Construction output has fallen for the fourth-month running taking new work levels 3.2% below the pre-pandemic high watermark in February 2020.

Latest official figures for output show the strong construction rebound has been halted in its track by shortages of products and materials.

Growth in the volume of output was also impacted by rising prices of raw materials such as steel, concrete, timber and glass, according to the latest ONS report for July.

Monthly construction output fell by 1.6% in July, driven by a decline in repair and maintenance (2.4%) and a 1.1% fall in new work.

Mark Robinson, group chief executive at public procurement group Scape, said: “The construction output’s first significant contraction after several months of growth should come as no surprise given the ongoing impact of material and labour shortages in recent weeks.

“The sector has already overcome many significant challenges presented by the pandemic and managing the short-term risk caused by inflation should be the immediate priority.

“Greater collaboration between clients and contractors will remain central to this and help to ensure that an accountable and healthy environment is created from the outset.”

He added: “This also includes holding large contractors to fair payment practices, which will boost cashflow for SMEs and lessen the burden on smaller suppliers.

“Critically, these challenges mustn’t be allowed to dampen ambitions as government funding continues to be geared towards green and inclusive community regeneration as part of the recovery.

“With many important projects waiting in the pipeline, procurement will have a vital role to play.”

Private housing for both new work and repair and maintenance led the monthly decline in construction output. While the only sectors to maintain significant growth momentum were infrastructure and industrial new work.

Fraser Johns, finance director at Beard, said: “With the ONS figures putting output below pre-covid levels for the first time in months, we are seeing the real long-term impact of the pandemic start to hit home.

“The supply chain issues and price rises which stem from the slowdown in production globally, and friction at the borders due to Brexit, have knocked customer confidence and is a real concern in terms of future growth.

“As an industry we have been warning that the main threat to recovery would be supply chain issues and price rises since the start of the year. Firms will price a job now at one level only for that to rise significantly by the time they’re ordering materials.

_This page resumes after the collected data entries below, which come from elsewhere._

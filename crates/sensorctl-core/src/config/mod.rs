//! Configuration management for sensorctl

mod control_plane;
mod operations;
pub mod serde_utils;
mod ssh;
mod timing;

pub use control_plane::ControlPlaneConfig;
pub use operations::{DeployDefaults, FleetConfig, InventoryConfig};
pub use ssh::SshConfig;
pub use timing::TimingConfig;

use crate::error::ConfigError;
use serde::{Deserialize, Serialize};
use std::path::{Path, PathBuf};

/// Get the default configuration directory
pub fn default_config_dir() -> PathBuf {
    dirs::config_dir()
        .unwrap_or_else(|| PathBuf::from("."))
        .join("sensorctl")
}

/// Get the default configuration file path
pub fn default_config_path() -> PathBuf {
    default_config_dir().join("config.toml")
}

/// Complete configuration file, one table per concern
#[derive(Debug, Clone, Default, Serialize, Deserialize)]
#[serde(default)]
pub struct Config {
    pub control_plane: ControlPlaneConfig,
    pub ssh: SshConfig,
    pub inventory: InventoryConfig,
    pub timing: TimingConfig,
    pub deploy: DeployDefaults,
    pub fleet: FleetConfig,
}

impl Config {
    /// Check that the settings needed to talk to the control plane are present
    pub fn validate(&self) -> Result<(), ConfigError> {
        if self.control_plane.base_url.trim().is_empty() {
            return Err(ConfigError::MissingField(
                "control_plane.base_url (EC2_SENSOR_BASE_URL)".to_string(),
            ));
        }
        if self.control_plane.api_key.trim().is_empty() {
            return Err(ConfigError::MissingField(
                "control_plane.api_key (EC2_SENSOR_API_KEY)".to_string(),
            ));
        }
        if self.control_plane.max_attempts == 0 {
            return Err(ConfigError::Invalid(
                "control_plane.max_attempts must be at least 1".to_string(),
            ));
        }
        if self.timing.log_capacity == 0 {
            return Err(ConfigError::Invalid(
                "timing.log_capacity must be at least 1".to_string(),
            ));
        }
        Ok(())
    }
}

/// Load configuration from a file
pub fn load_config<T: serde::de::DeserializeOwned>(path: &Path) -> Result<T, ConfigError> {
    if !path.exists() {
        return Err(ConfigError::NotFound(path.to_path_buf()));
    }

    let content = std::fs::read_to_string(path)
        .map_err(|e| ConfigError::Invalid(format!("Failed to read config: {}", e)))?;

    let config: T = toml::from_str(&content)?;
    Ok(config)
}

/// Save configuration to a file
pub fn save_config<T: serde::Serialize>(path: &Path, config: &T) -> Result<(), ConfigError> {
    let content = toml::to_string_pretty(config)?;

    if let Some(parent) = path.parent() {
        std::fs::create_dir_all(parent)
            .map_err(|e| ConfigError::Invalid(format!("Failed to create config dir: {}", e)))?;
    }

    std::fs::write(path, content)
        .map_err(|e| ConfigError::Invalid(format!("Failed to write config: {}", e)))?;

    Ok(())
}

#[cfg(test)]
mod tests {
    use super::*;
    use std::time::Duration;

    #[test]
    fn test_defaults() {
        let config = Config::default();
        assert_eq!(config.control_plane.max_attempts, 3);
        assert_eq!(config.ssh.username, "broala");
        assert_eq!(config.timing.log_capacity, 20);
        assert_eq!(config.timing.seeding_poll, Duration::from_secs(15));
        assert_eq!(config.deploy.branch, "testing");
    }

    #[test]
    fn test_validate_requires_api_settings() {
        let mut config = Config::default();
        assert!(matches!(
            config.validate(),
            Err(ConfigError::MissingField(_))
        ));

        config.control_plane.base_url = "https://api.example.test/sensors".to_string();
        assert!(config.validate().is_err());

        config.control_plane.api_key = "k".to_string();
        assert!(config.validate().is_ok());
    }

    #[test]
    fn test_partial_file_uses_defaults() {
        let dir = tempfile::tempdir().unwrap();
        let path = dir.path().join("config.toml");
        std::fs::write(
            &path,
            "[control_plane]\nbase_url = \"https://x\"\n\n[timing]\nseeding_poll = 30\n",
        )
        .unwrap();

        let config: Config = load_config(&path).unwrap();
        assert_eq!(config.control_plane.base_url, "https://x");
        assert_eq!(config.control_plane.request_timeout, Duration::from_secs(10));
        assert_eq!(config.timing.seeding_poll, Duration::from_secs(30));
        assert_eq!(config.timing.port_poll, Duration::from_secs(10));
    }

    #[test]
    fn test_save_then_load() {
        let dir = tempfile::tempdir().unwrap();
        let path = dir.path().join("nested").join("config.toml");
        let mut config = Config::default();
        config.fleet.port = 9443;

        save_config(&path, &config).unwrap();
        let loaded: Config = load_config(&path).unwrap();
        assert_eq!(loaded.fleet.port, 9443);
    }

    #[test]
    fn test_missing_file() {
        let result: Result<Config, _> = load_config(Path::new("/nonexistent/sensorctl.toml"));
        assert!(matches!(result, Err(ConfigError::NotFound(_))));
    }
}
//! Feature-enable and fleet-registration commands

use anyhow::Result;

use sensorctl_orchestrator::{Command, OrchestratorHandle};

use super::follow::follow_operation;
use super::{confirm, resolve_sensor};
use crate::output::print_error;

/// Run one configuration action against a sensor after confirmation
async fn run_action(
    handle: &OrchestratorHandle,
    prompt: String,
    yes: bool,
    command: Command,
) -> Result<()> {
    if !confirm(&prompt, yes)? {
        return Ok(());
    }

    let key = match handle.start(command).await {
        Ok(key) => key,
        Err(e) => {
            print_error(&e.to_string());
            return Err(e.into());
        }
    };

    follow_operation(handle, &key).await
}

/// Execute the enable-features command
pub async fn enable_features_command(
    handle: &OrchestratorHandle,
    sensor: &str,
    yes: bool,
) -> Result<()> {
    let sensor = resolve_sensor(&handle.snapshot(), sensor)?;
    run_action(
        handle,
        format!("About to enable sensor features on {}.", sensor),
        yes,
        Command::EnableFeatures { sensor },
    )
    .await
}

/// Execute the add-to-fleet command
pub async fn add_to_fleet_command(
    handle: &OrchestratorHandle,
    sensor: &str,
    yes: bool,
) -> Result<()> {
    let sensor = resolve_sensor(&handle.snapshot(), sensor)?;
    run_action(
        handle,
        format!("About to register {} with the fleet manager.", sensor),
        yes,
        Command::AddToFleet { sensor },
    )
    .await
}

“Contractors have to be proactive about this issue in terms of working closely with customers and consultants, ensuring they understand fully the implications of the delays and price rises, as well as maintaining strong relations with suppliers.

“By assessing the situation on a daily basis and introducing multi-step procurement processes in order to absorb the extended lead-in times for certain materials, we can mitigate the risk of disruption to projects on the ground.

“But the reality is, we’re looking at a tough winter ahead especially if further waves of Covid impact production further.”